BPM revision numbering was reset

The source for method directive BPMs is stored in C:\inetpub\wwwroot\{environment}\Server\BPM\Sources\BO\{service}.{method}\{revision}\. Every time you modify any BPM on a method, a new revision folder is created.

Sometime between 6/20 and 6/23, the revision counters on many of our BPMs started over at 1. I don’t think we modified any BPMs that day, let alone so many of them, but there are a bunch of revision 1 folders dated 6/23. BPMs that we have modified since that date are being assigned revisions 2, 3, etc. This means that the history of old revisions is being lost. (I made a backup.) Even stranger, I found one BPM with a revision number folder named 1.2019.06.23.08.39.42. It should have been 2.

Has anyone ever seen this before?

The weirdly named revision folder definitely seems to have something to do with it. Its name is obviously a timestamp, and it’s one second before a whole bunch of other BPMs had their revision 1s overwritten:

$ find ./ -name '1' -printf '%TD %TT %p\n'
04/26/18 17:16:01.4145020000 ./ARInvoice.GetList/1
06/23/19 08:39:43.5343128000 ./Customer.GetNewCustomer/1
06/23/19 08:39:44.2374599000 ./Customer.GetNewShipTo/1
06/23/19 08:39:44.7531049000 ./Customer.Update/1
06/23/19 08:39:45.1593650000 ./CustShip.GetHeadOrderInfo/1
06/23/19 08:39:45.6906342000 ./CustShip.UpdateMaster/1
06/23/19 08:39:46.3000261000 ./JobEntry.Update/1
06/23/19 08:39:46.7531684000 ./MiscShip.GetNewMscShpHd/1
06/23/19 08:39:47.0344248000 ./MiscShip.Update/1
07/17/18 08:16:58.1664688000 ./Part.GetNewPart/1
06/23/19 08:39:48.6126037000 ./Part.Update/1
06/23/19 08:39:49.5813807000 ./PO.ChangeVendor/1
06/23/19 08:39:49.9407676000 ./PO.Update/1
06/23/19 08:39:50.3626561000 ./Quote.ChangePartNum/1
06/23/19 08:39:50.8224266000 ./Quote.Update/1
06/23/19 08:39:51.2911952000 ./SalesOrder.ChangeCustomer/1
06/23/19 08:39:51.6349549000 ./SalesOrder.ChangePartNum/1
06/23/19 08:39:51.9474654000 ./SalesOrder.ChangePartNumMaster/1
06/23/19 08:39:52.2912235000 ./SalesOrder.ChangeSoldToContact/1
06/23/19 08:39:52.4791227000 ./SalesOrder.DeleteByID/1
06/23/19 08:39:53.0260125000 ./SalesOrder.GetByID/1
06/23/19 08:39:53.7499078000 ./SalesOrder.GetNewOrderHed/1
06/23/19 08:39:54.0624177000 ./SalesOrder.MasterUpdate/1
06/23/19 08:39:54.4061800000 ./SalesOrder.ReopenOrder/1
06/23/19 08:39:55.3447817000 ./SalesOrder.Update/1

I don’t have suggestions, but I did take a look at my own BPM revisions. A couple of them have the oddly named folders. They didn’t overwrite anything:

07/13/17 07:35 ./15
07/13/17 07:38 ./16
07/13/17 07:39 ./16.2017.07.13.07.39.41
07/13/17 07:40 ./16.2017.07.13.07.40.11
07/13/17 08:28 ./17

That BPM is up to number 29 and they’re still all in order.

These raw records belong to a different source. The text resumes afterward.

//! Thin wrapper over GDAL's raster attribute table C API.
//!
//! The `gdal` crate does not expose attribute tables, so this goes through
//! `gdal-sys` directly. Row and column indices are `c_int` on the C side.

use crate::error::{Result, StitchError};
use gdal::raster::RasterBand;
use gdal_sys::{
    CPLErr, GDALRATFieldType, GDALRATFieldUsage, GDALRWFlag, GDALRasterAttributeTableH,
};
use std::ffi::{CStr, CString};
use std::os::raw::c_int;

pub(crate) use gdal_sys::GDALRATFieldType::Type as FieldType;
pub(crate) use gdal_sys::GDALRATFieldUsage::Type as FieldUsage;

pub(crate) const GFT_INTEGER: FieldType = GDALRATFieldType::GFT_Integer;
pub(crate) const GFT_REAL: FieldType = GDALRATFieldType::GFT_Real;
pub(crate) const GFU_GENERIC: FieldUsage = GDALRATFieldUsage::GFU_Generic;
pub(crate) const GFU_PIXEL_COUNT: FieldUsage = GDALRATFieldUsage::GFU_PixelCount;
pub(crate) const GFU_RED: FieldUsage = GDALRATFieldUsage::GFU_Red;
pub(crate) const GFU_GREEN: FieldUsage = GDALRATFieldUsage::GFU_Green;
pub(crate) const GFU_BLUE: FieldUsage = GDALRATFieldUsage::GFU_Blue;
pub(crate) const GFU_ALPHA: FieldUsage = GDALRATFieldUsage::GFU_Alpha;

/// Attribute table of one band.
///
/// Tables created here (the band had none) are attached to the band by
/// [`AttributeTable::commit`]. Tables the band already had are edited in
/// place.
pub(crate) struct AttributeTable<'a> {
    handle: GDALRasterAttributeTableH,
    owned: bool,
    band: &'a RasterBand<'a>,
}

impl<'a> AttributeTable<'a> {
    /// The band's default table. Fails if it has none.
    pub fn existing(band: &'a RasterBand<'a>) -> Result<Self> {
        let handle = unsafe { gdal_sys::GDALGetDefaultRAT(band.c_rasterband()) };
        if handle.is_null() {
            return Err(StitchError::raster("band has no raster attribute table"));
        }
        Ok(Self {
            handle,
            owned: false,
            band,
        })
    }

    /// The band's default table, or a new empty one.
    pub fn for_update(band: &'a RasterBand<'a>) -> Result<Self> {
        match Self::existing(band) {
            Ok(table) => Ok(table),
            Err(_) => {
                let handle = unsafe { gdal_sys::GDALCreateRasterAttributeTable() };
                if handle.is_null() {
                    return Err(StitchError::raster("failed to create raster attribute table"));
                }
                Ok(Self {
                    handle,
                    owned: true,
                    band,
                })
            }
        }
    }

    pub fn row_count(&self) -> usize {
        let rows = unsafe { gdal_sys::GDALRATGetRowCount(self.handle) };
        rows.max(0) as usize
    }

    pub fn set_row_count(&mut self, rows: usize) -> Result<()> {
        let rows = to_c_int(rows)?;
        unsafe { gdal_sys::GDALRATSetRowCount(self.handle, rows) };
        Ok(())
    }

    /// Grow the table to at least `rows` rows.
    pub fn ensure_rows(&mut self, rows: usize) -> Result<()> {
        if self.row_count() < rows {
            self.set_row_count(rows)?;
        }
        Ok(())
    }

    pub fn column_of_usage(&self, usage: FieldUsage) -> Option<usize> {
        let idx = unsafe { gdal_sys::GDALRATGetColOfUsage(self.handle, usage) };
        (idx >= 0).then_some(idx as usize)
    }

    pub fn column_by_name(&self, name: &str) -> Option<usize> {
        let count = unsafe { gdal_sys::GDALRATGetColumnCount(self.handle) };
        (0..count).find_map(|idx| {
            let ptr = unsafe { gdal_sys::GDALRATGetNameOfCol(self.handle, idx) };
            if ptr.is_null() {
                return None;
            }
            let col_name = unsafe { CStr::from_ptr(ptr) };
            (col_name.to_bytes() == name.as_bytes()).then_some(idx as usize)
        })
    }

    /// Index of the column called `name`, creating it if missing.
    pub fn ensure_column(&mut self, name: &str, kind: FieldType, usage: FieldUsage) -> Result<usize> {
        if let Some(idx) = self.column_by_name(name) {
            return Ok(idx);
        }
        let c_name = CString::new(name)
            .map_err(|_| StitchError::raster(format!("invalid column name '{}'", name)))?;
        let rv = unsafe { gdal_sys::GDALRATCreateColumn(self.handle, c_name.as_ptr(), kind, usage) };
        check(rv, || format!("create column '{}'", name))?;
        self.column_by_name(name)
            .ok_or_else(|| StitchError::raster(format!("column '{}' missing after create", name)))
    }

    pub fn read_f64(&self, column: usize) -> Result<Vec<f64>> {
        let rows = self.row_count();
        let mut values = vec![0.0f64; rows];
        if rows == 0 {
            return Ok(values);
        }
        let rv = unsafe {
            gdal_sys::GDALRATValuesIOAsDouble(
                self.handle,
                GDALRWFlag::GF_Read,
                to_c_int(column)?,
                0,
                to_c_int(rows)?,
                values.as_mut_ptr(),
            )
        };
        check(rv, || format!("read column {}", column))?;
        Ok(values)
    }

    /// Write `values` into rows `0..values.len()` of `column`.
    pub fn write_f64(&mut self, column: usize, values: &[f64]) -> Result<()> {
        if values.is_empty() {
            return Ok(());
        }
        self.ensure_rows(values.len())?;
        // the C API takes a mutable pointer even for writes
        let mut buf = values.to_vec();
        let rv = unsafe {
            gdal_sys::GDALRATValuesIOAsDouble(
                self.handle,
                GDALRWFlag::GF_Write,
                to_c_int(column)?,
                0,
                to_c_int(buf.len())?,
                buf.as_mut_ptr(),
            )
        };
        check(rv, || format!("write column {}", column))
    }

    pub fn write_i32(&mut self, column: usize, values: &[i32]) -> Result<()> {
        if values.is_empty() {
            return Ok(());
        }
        self.ensure_rows(values.len())?;
        let mut buf: Vec<c_int> = values.to_vec();
        let rv = unsafe {
            gdal_sys::GDALRATValuesIOAsInteger(
                self.handle,
                GDALRWFlag::GF_Write,
                to_c_int(column)?,
                0,
                to_c_int(buf.len())?,
                buf.as_mut_ptr(),
            )
        };
        check(rv, || format!("write column {}", column))
    }

    /// Attach a newly created table to the band. No-op for existing tables.
    pub fn commit(self) -> Result<()> {
        if !self.owned {
            return Ok(());
        }
        let rv = unsafe { gdal_sys::GDALSetDefaultRAT(self.band.c_rasterband(), self.handle) };
        check(rv, || "attach raster attribute table".to_string())
    }
}

impl Drop for AttributeTable<'_> {
    fn drop(&mut self) {
        // GDALSetDefaultRAT copies, so owned tables are always ours to free
        if self.owned {
            unsafe { gdal_sys::GDALDestroyRasterAttributeTable(self.handle) };
        }
    }
}

fn to_c_int(value: usize) -> Result<c_int> {
    c_int::try_from(value)
        .map_err(|_| StitchError::raster(format!("{} exceeds the attribute table row limit", value)))
}

fn check(rv: CPLErr::Type, what: impl FnOnce() -> String) -> Result<()> {
    if rv == CPLErr::CE_None {
        Ok(())
    } else {
        Err(StitchError::raster(format!("GDAL failed to {}", what())))
    }
}
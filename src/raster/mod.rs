//! The finalized output raster and the engine that produces it.
//!
//! The finalization engine hands back an open [`SegmentRaster`]. Only one
//! handle to the output path may exist at a time, so the statistics engine
//! never takes the open handle: it takes a [`ClosedRaster`], which can only be
//! obtained by consuming the handle through [`SegmentRaster::close`].

mod command;
mod gdal_raster;
pub(crate) mod rat;
pub mod utils;

#[cfg(test)]
pub(crate) mod test_rasters;

pub use command::CommandFinalizer;
pub use gdal_raster::GdalSegmentRaster;

use crate::error::Result;
use crate::tiles::TileCoord;
use async_trait::async_trait;
use serde_json::Value;
use std::collections::BTreeMap;
use std::path::{Path, PathBuf};

/// The source raster the tiles were cut from.
#[derive(Debug, Clone, PartialEq, Eq)]
pub struct SourceRaster {
    /// Storage-backed path the raster was opened from
    pub path: String,
    pub width: usize,
    pub height: usize,
    pub band_count: usize,
}

/// Everything the finalization engine needs besides the source raster.
#[derive(Debug, Clone, Copy)]
pub struct FinalizeRequest<'a> {
    /// Local path the stitched raster is written to
    pub output_path: &'a Path,
    /// Storage path of each tile
    pub tiles: &'a BTreeMap<TileCoord, String>,
    /// Opaque tiling metadata from the preparation state
    pub tile_info: &'a Value,
    pub overlap_size: u32,
    /// Scratch space, removed after the run
    pub temp_dir: &'a Path,
    /// Write the pixel-count column of the attribute table
    pub write_histogram: bool,
}

/// Output of the finalization engine.
pub struct FinalizationResult {
    /// Largest segment id assigned
    pub max_segment_id: u64,
    /// Whether any segment ended up with no pixels
    pub has_empty_segments: bool,
    /// Open handle to the stitched raster
    pub raster: Box<dyn SegmentRaster>,
}

/// Reassembles segmented tiles into one raster with globally unique ids.
#[async_trait]
pub trait Finalizer: Send + Sync {
    /// Open the source raster at its storage-backed path.
    async fn open_input(&self, path: &str) -> Result<SourceRaster>;

    /// Stitch the tiles into `request.output_path`.
    async fn finalize(
        &self,
        input: &SourceRaster,
        request: FinalizeRequest<'_>,
    ) -> Result<FinalizationResult>;
}

/// Open handle to the stitched segmentation.
///
/// Methods apply to band 1. All of them are blocking.
pub trait SegmentRaster: Send {
    fn path(&self) -> &Path;

    /// Pixel-count column of the default attribute table, indexed by segment id.
    fn pixel_counts(&self) -> Result<Vec<f64>>;

    /// Store raster statistics derived from `histogram`.
    fn estimate_stats_from_histogram(&mut self, histogram: &[f64]) -> Result<()>;

    /// Give each of `num_segments` rows a random colour.
    fn write_random_colour_table(&mut self, num_segments: u64) -> Result<()>;

    fn add_overviews(&mut self) -> Result<()>;

    /// Flush and release the handle.
    fn close(self: Box<Self>) -> Result<ClosedRaster>;
}

/// Proof that the output raster's handle was released.
#[derive(Debug, PartialEq, Eq)]
pub struct ClosedRaster {
    path: PathBuf,
}

impl ClosedRaster {
    pub(crate) fn new(path: impl Into<PathBuf>) -> Self {
        Self { path: path.into() }
    }

    pub fn path(&self) -> &Path {
        &self.path
    }
}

@Ashley Do any of your other BPMs have a revision 16 with a timestamp a few seconds after 2017/07/13 07:40:11?

No, none of the others got that high. Have you looked in BPM/Builds/BO though? I have a folder there for each of the oddly named ones in BPM/Source/BO, and they all have an error log.

My BPM/Builds/BO is empty.

I played with this a little in my test environment. The folders with the timestamp are created when the folder that Epicor wants to use for the next revision already exists. If you go into a BPM source tree with revisions 1-5 and create a folder named 6, the next folder Epicor creates will be named 6.{timestamp}. Apparently this happens a lot. I’ll play around more and see if it has something to do with deploying solutions from one environment to another.

The picture gets more complicated if I look at those folders in my dev environment…One method that sees a lot of changes goes from 23 to 80, then starts over at 15, and starts timestamping when it reaches 23 again. And the error logs in Builds are clearly compilation errors normally seen when trying to save a directive with custom code. Do you have anything in BPM/Builds/BO for your test environment?

I created and tracked to a new solution, then created a new BPM on a method that had never had any BPM, and revised it twice to create revision 3. Then I built the solution and installed it in another environment. The solution actually contained the data for revision 3, but the target environment named it revision 1.